*** Block opens ***
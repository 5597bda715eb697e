#![cfg(feature = "heavy")]
use lazy_march::{matchers::ExactMatcher, reference::full_flcs, LazyMatrixMarch};
use rand::{rngs::StdRng, Rng, SeedableRng};

fn random_dna(rng: &mut StdRng, len: usize) -> Vec<u8> {
    const ALPHABET: &[u8] = b"ACGT";
    (0..len)
        .map(|_| {
            let idx = rng.gen_range(0..ALPHABET.len());
            ALPHABET[idx]
        })
        .collect()
}

/// Copy of `seq` with roughly `rate` of positions substituted, deleted or inserted.
fn mutate(rng: &mut StdRng, seq: &[u8], rate: f64) -> Vec<u8> {
    let mut out = Vec::with_capacity(seq.len());
    for &c in seq {
        if rng.gen_bool(rate) {
            match rng.gen_range(0..3) {
                0 => out.push(b"ACGT"[rng.gen_range(0..4)]),
                1 => {}
                _ => {
                    out.push(c);
                    out.push(b"ACGT"[rng.gen_range(0..4)]);
                }
            }
        } else {
            out.push(c);
        }
    }
    if out.is_empty() {
        out.push(b'A');
    }
    out
}

#[test]
fn heavy_similar_sequences_match_reference() {
    let mut rng = StdRng::seed_from_u64(123);
    for _ in 0..20 {
        let s = random_dna(&mut rng, 1_500);
        let t = mutate(&mut rng, &s, 0.02);
        let matcher = ExactMatcher::new(&s, &t);
        let (w, h) = matcher.dims();
        let expected = full_flcs(w, h, matcher);
        let mut march = LazyMatrixMarch::with_branch_threshold(w, h, matcher, 1.0);
        let got = march.run();
        assert_eq!(got.total_match, expected.total_match);
        assert!(got.is_monotone());
        assert!((march.num_evals() as usize) < s.len() * t.len());
    }
}

#[test]
fn heavy_long_identity() {
    let n = 4_000u32;
    let mut march = LazyMatrixMarch::new(n, n, |i: u32, j: u32| if i == j { 1.0 } else { 0.0 });
    let result = march.run();
    assert_eq!(result.total_match, n as f32);
    assert_eq!(march.num_evals(), n);
}
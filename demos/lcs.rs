//! Example: classic LCS through the lazy matrix march.
//!
//! Run with:
//! `cargo run --example lcs`

use lazy_march::{matchers::ExactMatcher, LazyMatrixMarch};

fn main() {
    let s = b"ACCGGTCGAGTGCGCGGAAGCCGGCCGAA";
    let t = b"GTCGTTCGGAATGCCGTTGCTCTGTAAA";

    let matcher = ExactMatcher::new(s.as_slice(), t.as_slice());
    let (w, h) = matcher.dims();
    // Binary matches with threshold 1.0: exact LCS.
    let mut march = LazyMatrixMarch::with_branch_threshold(w, h, matcher, 1.0);
    let result = march.run();

    println!("LCS length: {}", result.total_match);
    println!(
        "Matcher calls: {} of {} cells ({} steps)",
        march.num_evals(),
        w * h,
        march.num_steps()
    );

    let lcs: Vec<u8> = result.matches.iter().map(|m| s[m.i as usize]).collect();
    println!("LCS: {}", String::from_utf8_lossy(&lcs));
}
use lazy_march::{
    matchers::ExactMatcher, reference::full_flcs, LazyMatrixMarch, LazyMatrixMarchBuilder,
    MarchResult, PrunePolicy,
};
use proptest::prelude::*;

const TOLERANCE: f32 = 1e-4;

/// Match values on a quarter grid are exact in binary floating point.
fn quarter_grid(width: usize, height: usize) -> impl Strategy<Value = Vec<f32>> {
    proptest::collection::vec(0u8..=4, width * height)
        .prop_map(|v| v.into_iter().map(|q| q as f32 / 4.0).collect())
}

fn lattice() -> impl Strategy<Value = (usize, usize, Vec<f32>)> {
    (1usize..8, 1usize..8).prop_flat_map(|(w, h)| (Just(w), Just(h), quarter_grid(w, h)))
}

fn table(values: &[f32], height: usize) -> impl FnMut(u32, u32) -> f32 + '_ {
    move |i, j| values[i as usize * height + j as usize]
}

/// Matches are monotone, positive, agree with the matcher and sum to the total.
fn consistent(result: &MarchResult, values: &[f32], height: usize) -> bool {
    result.is_monotone()
        && result
            .matches
            .iter()
            .all(|m| values[m.i as usize * height + m.j as usize] == m.match_val)
        && (result.match_sum() - result.total_match).abs() <= TOLERANCE
}

proptest! {
    #[test]
    fn exact_lcs_matches_full_dp(a in "[ACGT]{1,12}", b in "[ACGT]{1,12}") {
        let (s, t) = (a.as_bytes(), b.as_bytes());
        let matcher = ExactMatcher::new(s, t);
        let (w, h) = matcher.dims();
        let expected = full_flcs(w, h, matcher);
        let got = LazyMatrixMarch::with_branch_threshold(w, h, matcher, 1.0).run();
        prop_assert_eq!(got.total_match, expected.total_match);
        prop_assert_eq!(got.len(), expected.len());
        prop_assert!(got.is_monotone());
        for m in &got.matches {
            prop_assert_eq!(s[m.i as usize], t[m.j as usize]);
        }
    }

    #[test]
    fn binary_matches_are_exact_at_default_threshold(a in "[AB]{1,10}", b in "[AB]{1,10}") {
        // 0/1 values never land in [0.95, 1), so the default behaves like 1.0.
        let (s, t) = (a.as_bytes(), b.as_bytes());
        let matcher = ExactMatcher::new(s, t);
        let (w, h) = matcher.dims();
        let expected = full_flcs(w, h, matcher);
        let got = LazyMatrixMarch::new(w, h, matcher).run();
        prop_assert_eq!(got.total_match, expected.total_match);
    }

    #[test]
    fn fuzzy_optimal_with_full_branching((w, h, values) in lattice()) {
        let expected = full_flcs(w as u32, h as u32, table(&values, h));
        for policy in [PrunePolicy::ScoreGuarded, PrunePolicy::BoundOrdered] {
            let got = LazyMatrixMarchBuilder::new(w as u32, h as u32, table(&values, h))
                .with_branch_threshold(1.0)
                .with_prune_policy(policy)
                .build()
                .run();
            prop_assert!(
                (got.total_match - expected.total_match).abs() <= TOLERANCE,
                "{:?}: {} vs {}", policy, got.total_match, expected.total_match
            );
            prop_assert!(consistent(&got, &values, h));
        }
    }

    #[test]
    fn heuristic_threshold_never_overshoots((w, h, values) in lattice(), threshold in 0.1f32..1.0) {
        let expected = full_flcs(w as u32, h as u32, table(&values, h));
        let got = LazyMatrixMarch::with_branch_threshold(w as u32, h as u32, table(&values, h), threshold).run();
        prop_assert!(got.total_match <= expected.total_match + TOLERANCE);
        prop_assert!(got.total_match >= 0.0);
        prop_assert!(consistent(&got, &values, h));
    }
}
*** Block closes ***
WHAT THE EXERCISE ASKS
Go through the records above and return every line that holds the string "matchers".

FINAL ANSWER
use lazy_march::{matchers::ExactMatcher, reference::full_flcs, LazyMatrixMarch};
use lazy_march::{matchers::ExactMatcher, LazyMatrixMarch};
    matchers::ExactMatcher, reference::full_flcs, LazyMatrixMarch, LazyMatrixMarchBuilder,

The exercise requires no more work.